This tale of nightmare neighbours in Glasgow is a joy. Matthew Bell pays homage to Britain’s best-kept sitcom secret
With the sudden death at just 48 of Simon Carlyle in August 2023, the curtain came down on a hitherto unsung sitcom that was finally getting the attention it deserved.
A decade earlier, Two Doors Down – created by Carlyle and writing partner Gregor Sharp – received its first outing as a one-off Hogmanay special. It was a slow-burn success before becoming a Scottish institution (winning RTS and Bafta Scotland awards along the way) and finally earning a deserved promotion from BBC Two to One for its 2022 Christmas special and seventh and final series the following autumn.

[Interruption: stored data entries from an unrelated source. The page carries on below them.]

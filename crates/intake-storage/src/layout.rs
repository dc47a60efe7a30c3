//! Per-student folder layout

use crate::backend::FolderId;
use intake_records::DocumentType;
use serde::{Deserialize, Serialize};

/// Subfolder name for a document type
#[must_use]
pub fn subfolder_name(ty: DocumentType) -> &'static str {
    match ty {
        DocumentType::Assignment => "Assignments",
        DocumentType::IdCard => "ID Cards",
        DocumentType::Certificate => "Certificates",
        DocumentType::FeeReceipt => "Fee Receipts",
    }
}

/// A student's main folder and its four type subfolders
#[derive(Debug, Clone, PartialEq, Eq, Serialize, Deserialize)]
#[serde(rename_all = "camelCase")]
pub struct StudentFolders {
    /// Student folder
    pub main: FolderId,
    /// `Assignments`
    pub assignments: FolderId,
    /// `ID Cards`
    pub id_cards: FolderId,
    /// `Certificates`
    pub certificates: FolderId,
    /// `Fee Receipts`
    pub fee_receipts: FolderId,
}

impl StudentFolders {
    /// Subfolder holding documents of type `ty`
    #[must_use]
    pub fn folder_for(&self, ty: DocumentType) -> &FolderId {
        match ty {
            DocumentType::Assignment => &self.assignments,
            DocumentType::IdCard => &self.id_cards,
            DocumentType::Certificate => &self.certificates,
            DocumentType::FeeReceipt => &self.fee_receipts,
        }
    }

    /// Whether the folders live on the local backend
    #[inline]
    #[must_use]
    pub fn is_local(&self) -> bool {
        self.main.is_local()
    }
}

#[cfg(test)]
mod tests {
    use super::*;

    #[test]
    fn every_type_has_its_own_subfolder() {
        let folders = StudentFolders {
            main: FolderId::new("m"),
            assignments: FolderId::new("a"),
            id_cards: FolderId::new("i"),
            certificates: FolderId::new("c"),
            fee_receipts: FolderId::new("f"),
        };
        let ids: Vec<_> = DocumentType::ALL.iter().map(|t| folders.folder_for(*t).as_str()).collect();
        assert_eq!(ids, ["a", "i", "c", "f"]);
        assert_eq!(subfolder_name(DocumentType::IdCard), "ID Cards");
        assert!(!folders.is_local());
    }
}
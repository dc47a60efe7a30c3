//! Student folder memo using moka
//!
//! Resolving a student's folders takes up to five remote round trips, so
//! resolved sets are kept by student ID.

use crate::layout::StudentFolders;
use intake_records::StudentId;
use moka::future::Cache;

/// Memo of resolved student folders
#[derive(Debug, Clone)]
pub struct FolderCache {
    inner: Cache<StudentId, StudentFolders>,
}

impl FolderCache {
    /// Create cache with max capacity
    #[inline]
    #[must_use]
    pub fn new(max_capacity: u64) -> Self {
        Self {
            inner: Cache::new(max_capacity),
        }
    }

    /// Remember a student's folders
    #[inline]
    pub async fn insert(&self, student_id: StudentId, folders: StudentFolders) {
        self.inner.insert(student_id, folders).await;
    }

    /// Look up a student's folders
    #[inline]
    pub async fn get(&self, student_id: &StudentId) -> Option<StudentFolders> {
        self.inner.get(student_id).await
    }

    /// Forget a student's folders
    #[inline]
    pub async fn invalidate(&self, student_id: &StudentId) {
        self.inner.invalidate(student_id).await;
    }

    /// Forget everything
    #[inline]
    pub fn invalidate_all(&self) {
        self.inner.invalidate_all();
    }

    /// Approximate entry count
    #[inline]
    #[must_use]
    pub fn entry_count(&self) -> u64 {
        self.inner.entry_count()
    }
}

impl Default for FolderCache {
    fn default() -> Self {
        Self::new(1_000)
    }
}

#[cfg(test)]
mod tests {
    use super::*;
    use crate::backend::FolderId;

    fn folders(main: &str) -> StudentFolders {
        let id = |s: &str| FolderId::new(format!("{main}/{s}"));
        StudentFolders {
            main: FolderId::new(main),
            assignments: id("a"),
            id_cards: id("i"),
            certificates: id("c"),
            fee_receipts: id("f"),
        }
    }

    #[tokio::test]
    async fn insert_get_invalidate() {
        let cache = FolderCache::new(10);
        let st1 = StudentId::new("st1").unwrap();

        assert!(cache.get(&st1).await.is_none());
        cache.insert(st1.clone(), folders("one")).await;
        assert_eq!(cache.get(&st1).await.unwrap().main.as_str(), "one");

        cache.invalidate(&st1).await;
        assert!(cache.get(&st1).await.is_none());
    }
}
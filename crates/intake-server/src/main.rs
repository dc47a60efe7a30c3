//! Student document intake server binary

use anyhow::Context;
use clap::Parser;
use intake_server::{api, telemetry, AppConfig, AppState, Args};

#[tokio::main]
async fn main() -> anyhow::Result<()> {
    // A missing .env is fine
    dotenvy::dotenv().ok();

    let config: AppConfig = Args::parse().into();
    telemetry::init(config.log_format);

    if let Some(dir) = config.data_file.parent().filter(|d| !d.as_os_str().is_empty()) {
        tokio::fs::create_dir_all(dir)
            .await
            .with_context(|| format!("creating data directory {}", dir.display()))?;
    }
    tokio::fs::create_dir_all(&config.storage.upload_dir)
        .await
        .with_context(|| format!("creating upload directory {}", config.storage.upload_dir.display()))?;

    let state = AppState::from_config(&config).await;
    tracing::info!(
        storage = %state.storage.backend_kind(),
        classifier = %state.classifier.kind(),
        data_file = %config.data_file.display(),
        auth = state.api_token.is_some(),
        "services ready"
    );

    let (addr, server) = warp::serve(api::routes(state))
        .try_bind_with_graceful_shutdown(config.addr, async {
            tokio::signal::ctrl_c().await.ok();
            tracing::info!("shutdown requested");
        })
        .with_context(|| format!("binding {}", config.addr))?;

    tracing::info!(%addr, "listening");
    server.await;
    Ok(())
}
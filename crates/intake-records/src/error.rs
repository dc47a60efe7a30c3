//! Error types for the student register

use std::path::PathBuf;

/// Student register errors
#[derive(Debug, thiserror::Error)]
pub enum RecordError {
    /// Request failed validation (missing or malformed field)
    #[error("{0}")]
    Validation(String),

    /// No student / document matches the lookup key
    #[error("{0} not found")]
    NotFound(String),

    /// A student with the same ID already exists
    #[error("student {0} already exists")]
    Conflict(String),

    /// IO error on the backing file
    #[error("io error on {path}: {source}")]
    Io {
        path: PathBuf,
        #[source]
        source: std::io::Error,
    },

    /// Backing file is not a valid register document
    #[error("corrupt register: {0}")]
    Serde(#[from] serde_json::Error),
}

impl RecordError {
    /// Create IO error for path
    pub fn io_error(path: impl Into<PathBuf>, source: std::io::Error) -> Self {
        Self::Io {
            path: path.into(),
            source,
        }
    }

    /// Create validation error
    pub fn validation(message: impl Into<String>) -> Self {
        Self::Validation(message.into())
    }

    /// Check if the error is caused by the caller (as opposed to storage)
    #[inline]
    #[must_use]
    pub fn is_client_error(&self) -> bool {
        matches!(
            self,
            Self::Validation(_) | Self::NotFound(_) | Self::Conflict(_)
        )
    }

    /// Check if error is a missing record
    #[inline]
    #[must_use]
    pub fn is_not_found(&self) -> bool {
        matches!(self, Self::NotFound(_))
    }
}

Two Doors Down is set in the fictional Latimer Crescent, not the Glasgow tenements beloved of gritty social-realist writers. This is a middle-class estate on the edge of the city, more Abigail’s Party than The Royle Family, let alone the uncompromisingly Glaswegian Rab C Nesbitt. But, unlike some Mike Leigh dramas, it never sneers; even the worst character (yes, you Cathy) has redeeming features.
Carlyle has said that Beth was inspired by his own mother and Ian by his experience of coming out as gay while growing up in Ayr. But you wouldn’t want the monstrous Cathy (Doon Mackichan) – wineglass and vape on the go, interested only in herself and flaunting her next foreign holiday – for a neighbour.
Nor would you choose Christine (Scottish acting legend Elaine C Smith, Rab’s long-suffering wife in Rab C Nesbitt), a hypochondriac pensioner. When she’s not bemoaning her own ailments, she’s relating the latest woe to befall her friend, “Pat over the back”. “She did enjoy a cigarette but had cut down quite considerably towards the end... the amputation had slowed down her rolling speed.”
A couple of times an episode, Christine’s potty mouth is unbuttoned: “What’s next – a dry ski slope on the fucking roof, eh?” she throws at Cathy, who is hosting a tacky hot-tub party. Reminiscing about laying a patio in her own garden, Christine recalls going “back and forwards with slabs in a wheelbarrow like Fred fucking West”.
To its fans, it has been the funniest show on telly of the past decade
The set-up of almost every episode is essentially the same – the neighbours, uninvited, abuse the hospitality of Beth and Eric and outstay their welcome. But it’s the razor-sharp writing and beautifully drawn characters that sustain the show, along with the performances of top-notch comic actors, largely known only in Scotland: Cathy’s ever inappropriate husband, Colin (Jonathan Watson), Ian’s sweet but dopey boyfriend Gordon (Kieran Hodgson), and good neighbours Michelle and Alan (Joy McAvoy and Graeme “Grado” Stevely).
Two Doors Down may have been Britain’s best-kept sitcom secret, but to its fans (and there are no bigger devotees than this writer’s family), it has been the funniest show on telly of the past decade. We love the double-takes of Beth, Eric and Ian, aghast at their neighbours’ behaviour; sweary Christine; a Cathy explosion; and the once- a-series moment when lovely Beth cracks and finally lets rip at the ingrates who have invaded her house.
Last year, the cast reunited for the first time since Carlyle’s funeral at a sold-out Glasgow theatre, where they treated fans to a read-through of two scripts. Remembering the writer, who was known for the filthy jokes and ribald stories he heard as a habitué of Glasgow’s gay bars, Elaine C Smith said: “We reckoned that Simon was really all three women in the show – Cathy was his drag queen persona, Beth was his good person and Christine was who he really was.”